━━━ Given records ━━━

use crate::Theme;
use crate::config::{KeyResolver, ListAction, NavAction, SearchAction};
use crate::listing::{ColumnSpec, ListController, ListQuery, Record};
use crate::ui::{Component, EventResult, Result, Spinner};

const PAGE_STEP: usize = 10;
pub const NO_DATA: &str = "No data found";

#[derive(Debug, Clone, PartialEq, Eq)]
pub enum TableEvent {
    PageChange(u32),
    PageSizeChange,
    SortChange(&'static str),
    SearchStarted,
    SearchChanged(String),
    SearchSubmitted,
    SearchCleared,
    Activated(usize),
}

/// Everything the table needs to draw one frame.
pub struct TableView<'a, T> {
    pub columns: &'a [ColumnSpec<T>],
    pub items: &'a [T],
    pub loading: bool,
    pub error: Option<&'a str>,
    pub query: &'a ListQuery,
    pub total_count: u64,
    pub page_count: u32,
    pub pending_filter: Option<&'a str>,
}

impl<'a, T> TableView<'a, T> {
    pub fn new(columns: &'a [ColumnSpec<T>], controller: &'a ListController<T>) -> Self {
        Self {
            columns,
            items: controller.items(),
            loading: controller.is_loading(),
            error: controller.error(),
            query: controller.query(),
            total_count: controller.total_count(),
            page_count: controller.page_count(),
            pending_filter: controller.pending_filter(),
        }
    }

    fn sortable(&self) -> impl Iterator<Item = &ColumnSpec<T>> {
        self.columns.iter().filter(|c| c.sortable)
    }
}

pub struct DataTable {
    title: String,
    state: TableState,
    /// Index into the sortable columns.
    sort_focus: usize,
    searching: bool,
    search: String,
    spinner: Spinner,
    resolver: Arc<KeyResolver>,
}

━━━

**What you should do:**
Each record must be printed again, word for word, with nothing dropped.

**Expected output:**
use crate::Theme;
use crate::config::{KeyResolver, ListAction, NavAction, SearchAction};
use crate::listing::{ColumnSpec, ListController, ListQuery, Record};
use crate::ui::{Component, EventResult, Result, Spinner};

const PAGE_STEP: usize = 10;
pub const NO_DATA: &str = "No data found";

#[derive(Debug, Clone, PartialEq, Eq)]
pub enum TableEvent {
    PageChange(u32),
    PageSizeChange,
    SortChange(&'static str),
    SearchStarted,
    SearchChanged(String),
    SearchSubmitted,
    SearchCleared,
    Activated(usize),
}

/// Everything the table needs to draw one frame.
pub struct TableView<'a, T> {
    pub columns: &'a [ColumnSpec<T>],
    pub items: &'a [T],
    pub loading: bool,
    pub error: Option<&'a str>,
    pub query: &'a ListQuery,
    pub total_count: u64,
    pub page_count: u32,
    pub pending_filter: Option<&'a str>,
}

impl<'a, T> TableView<'a, T> {
    pub fn new(columns: &'a [ColumnSpec<T>], controller: &'a ListController<T>) -> Self {
        Self {
            columns,
            items: controller.items(),
            loading: controller.is_loading(),
            error: controller.error(),
            query: controller.query(),
            total_count: controller.total_count(),
            page_count: controller.page_count(),
            pending_filter: controller.pending_filter(),
        }
    }

    fn sortable(&self) -> impl Iterator<Item = &ColumnSpec<T>> {
        self.columns.iter().filter(|c| c.sortable)
    }
}

pub struct DataTable {
    title: String,
    state: TableState,
    /// Index into the sortable columns.
    sort_focus: usize,
    searching: bool,
    search: String,
    spinner: Spinner,
    resolver: Arc<KeyResolver>,
}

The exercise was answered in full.